◆ **WORK INSTRUCTION**
Would you please return the lines of the material that contain the word "listed"?

◆ **RECORDS FOR THIS EXERCISE**
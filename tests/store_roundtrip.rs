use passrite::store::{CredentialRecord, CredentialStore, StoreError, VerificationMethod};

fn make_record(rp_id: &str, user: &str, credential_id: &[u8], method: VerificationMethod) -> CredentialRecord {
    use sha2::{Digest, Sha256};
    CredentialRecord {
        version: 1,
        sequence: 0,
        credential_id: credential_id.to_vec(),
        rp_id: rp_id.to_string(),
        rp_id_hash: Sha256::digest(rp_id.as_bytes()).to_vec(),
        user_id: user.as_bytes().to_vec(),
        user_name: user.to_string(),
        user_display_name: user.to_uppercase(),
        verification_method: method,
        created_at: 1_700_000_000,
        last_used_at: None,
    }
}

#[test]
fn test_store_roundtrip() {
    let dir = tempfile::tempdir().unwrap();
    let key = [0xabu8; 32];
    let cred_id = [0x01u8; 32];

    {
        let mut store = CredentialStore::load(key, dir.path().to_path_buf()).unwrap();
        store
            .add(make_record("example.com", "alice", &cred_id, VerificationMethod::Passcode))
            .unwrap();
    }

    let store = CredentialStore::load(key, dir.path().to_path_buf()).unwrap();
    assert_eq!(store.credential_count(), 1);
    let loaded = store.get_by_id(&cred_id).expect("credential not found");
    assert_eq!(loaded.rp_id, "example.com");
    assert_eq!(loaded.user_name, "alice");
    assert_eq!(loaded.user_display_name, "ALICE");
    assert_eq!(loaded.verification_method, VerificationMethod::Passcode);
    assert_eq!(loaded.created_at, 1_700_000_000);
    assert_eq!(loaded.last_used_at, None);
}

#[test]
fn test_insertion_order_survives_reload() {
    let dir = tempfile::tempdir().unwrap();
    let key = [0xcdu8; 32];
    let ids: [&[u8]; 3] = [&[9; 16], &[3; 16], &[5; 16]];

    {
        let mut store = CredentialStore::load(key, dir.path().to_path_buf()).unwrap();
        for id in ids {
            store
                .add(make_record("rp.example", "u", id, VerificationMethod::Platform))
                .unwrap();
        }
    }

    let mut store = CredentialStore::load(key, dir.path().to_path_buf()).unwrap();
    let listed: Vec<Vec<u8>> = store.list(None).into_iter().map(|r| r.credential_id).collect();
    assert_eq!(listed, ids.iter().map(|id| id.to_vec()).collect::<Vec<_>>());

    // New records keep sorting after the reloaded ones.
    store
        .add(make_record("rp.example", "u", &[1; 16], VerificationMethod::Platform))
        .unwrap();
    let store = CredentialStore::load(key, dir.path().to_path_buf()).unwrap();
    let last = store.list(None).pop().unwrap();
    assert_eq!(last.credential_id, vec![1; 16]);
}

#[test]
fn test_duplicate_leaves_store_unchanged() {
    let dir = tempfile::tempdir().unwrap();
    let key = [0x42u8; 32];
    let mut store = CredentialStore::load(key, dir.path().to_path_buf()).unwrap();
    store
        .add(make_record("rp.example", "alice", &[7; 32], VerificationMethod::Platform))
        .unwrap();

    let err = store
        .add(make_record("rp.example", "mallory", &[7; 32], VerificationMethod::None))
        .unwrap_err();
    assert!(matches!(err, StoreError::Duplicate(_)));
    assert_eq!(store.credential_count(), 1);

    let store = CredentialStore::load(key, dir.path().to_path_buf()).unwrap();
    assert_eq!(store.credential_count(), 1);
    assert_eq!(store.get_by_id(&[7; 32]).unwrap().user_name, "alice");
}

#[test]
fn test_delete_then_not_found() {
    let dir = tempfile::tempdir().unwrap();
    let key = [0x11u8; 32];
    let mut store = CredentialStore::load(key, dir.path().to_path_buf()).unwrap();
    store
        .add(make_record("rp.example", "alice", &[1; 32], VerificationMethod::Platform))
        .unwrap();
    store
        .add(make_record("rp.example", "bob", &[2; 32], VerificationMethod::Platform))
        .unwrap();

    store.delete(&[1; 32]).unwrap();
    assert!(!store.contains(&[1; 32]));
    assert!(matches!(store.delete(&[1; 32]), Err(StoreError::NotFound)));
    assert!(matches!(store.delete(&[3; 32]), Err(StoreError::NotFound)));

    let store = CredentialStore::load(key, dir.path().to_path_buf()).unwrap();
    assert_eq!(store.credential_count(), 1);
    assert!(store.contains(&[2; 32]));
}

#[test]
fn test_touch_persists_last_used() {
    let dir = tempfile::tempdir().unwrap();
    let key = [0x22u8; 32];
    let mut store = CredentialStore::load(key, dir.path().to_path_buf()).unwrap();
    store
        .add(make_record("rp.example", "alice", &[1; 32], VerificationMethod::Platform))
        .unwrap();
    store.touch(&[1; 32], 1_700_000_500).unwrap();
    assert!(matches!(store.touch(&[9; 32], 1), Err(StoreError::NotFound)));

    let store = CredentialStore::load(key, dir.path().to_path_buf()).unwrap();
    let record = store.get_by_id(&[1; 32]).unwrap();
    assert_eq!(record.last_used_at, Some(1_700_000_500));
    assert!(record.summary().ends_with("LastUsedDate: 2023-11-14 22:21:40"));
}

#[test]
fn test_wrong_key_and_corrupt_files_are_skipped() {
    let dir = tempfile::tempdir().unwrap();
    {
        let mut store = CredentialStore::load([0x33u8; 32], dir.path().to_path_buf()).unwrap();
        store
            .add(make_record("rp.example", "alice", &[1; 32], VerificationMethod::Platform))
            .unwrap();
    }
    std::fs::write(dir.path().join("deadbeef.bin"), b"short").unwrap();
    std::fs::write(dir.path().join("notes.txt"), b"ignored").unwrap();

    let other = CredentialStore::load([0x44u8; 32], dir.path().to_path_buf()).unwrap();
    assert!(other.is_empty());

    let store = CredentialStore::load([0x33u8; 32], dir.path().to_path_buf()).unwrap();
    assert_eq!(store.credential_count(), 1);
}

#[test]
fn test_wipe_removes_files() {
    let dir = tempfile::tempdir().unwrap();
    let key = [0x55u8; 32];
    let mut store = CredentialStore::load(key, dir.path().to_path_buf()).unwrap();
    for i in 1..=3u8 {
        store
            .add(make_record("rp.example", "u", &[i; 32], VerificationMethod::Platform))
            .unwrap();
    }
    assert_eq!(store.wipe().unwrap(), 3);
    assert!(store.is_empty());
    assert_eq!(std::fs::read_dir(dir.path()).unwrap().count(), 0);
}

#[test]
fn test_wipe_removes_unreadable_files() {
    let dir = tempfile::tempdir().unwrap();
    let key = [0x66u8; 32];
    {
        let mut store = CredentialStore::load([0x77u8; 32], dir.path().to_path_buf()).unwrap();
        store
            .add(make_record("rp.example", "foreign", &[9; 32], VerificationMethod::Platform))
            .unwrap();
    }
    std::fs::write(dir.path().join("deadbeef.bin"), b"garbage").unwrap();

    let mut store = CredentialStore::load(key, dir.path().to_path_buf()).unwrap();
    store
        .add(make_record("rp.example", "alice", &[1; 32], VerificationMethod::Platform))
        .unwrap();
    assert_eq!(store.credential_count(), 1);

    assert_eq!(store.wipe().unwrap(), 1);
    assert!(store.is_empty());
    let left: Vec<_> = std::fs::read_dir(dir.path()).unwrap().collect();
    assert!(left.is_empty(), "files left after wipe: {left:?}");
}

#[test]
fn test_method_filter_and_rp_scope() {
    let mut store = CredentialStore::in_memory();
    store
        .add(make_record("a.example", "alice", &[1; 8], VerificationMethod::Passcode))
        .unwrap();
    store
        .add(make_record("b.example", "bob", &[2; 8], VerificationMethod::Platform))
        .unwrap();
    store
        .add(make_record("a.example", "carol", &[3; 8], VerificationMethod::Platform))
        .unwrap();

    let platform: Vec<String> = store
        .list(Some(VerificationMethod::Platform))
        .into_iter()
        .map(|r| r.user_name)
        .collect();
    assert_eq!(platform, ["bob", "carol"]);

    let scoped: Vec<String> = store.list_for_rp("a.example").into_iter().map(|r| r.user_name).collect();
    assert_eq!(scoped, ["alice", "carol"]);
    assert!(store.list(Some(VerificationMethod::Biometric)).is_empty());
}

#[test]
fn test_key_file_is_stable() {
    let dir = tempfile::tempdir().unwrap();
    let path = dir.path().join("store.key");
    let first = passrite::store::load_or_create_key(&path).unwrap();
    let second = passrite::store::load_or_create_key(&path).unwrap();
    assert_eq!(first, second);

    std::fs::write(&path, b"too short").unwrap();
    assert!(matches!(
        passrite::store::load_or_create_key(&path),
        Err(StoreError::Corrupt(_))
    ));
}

◆ **WRITTEN SOLUTION**
    let listed: Vec<Vec<u8>> = store.list(None).into_iter().map(|r| r.credential_id).collect();
    assert_eq!(listed, ids.iter().map(|id| id.to_vec()).collect::<Vec<_>>());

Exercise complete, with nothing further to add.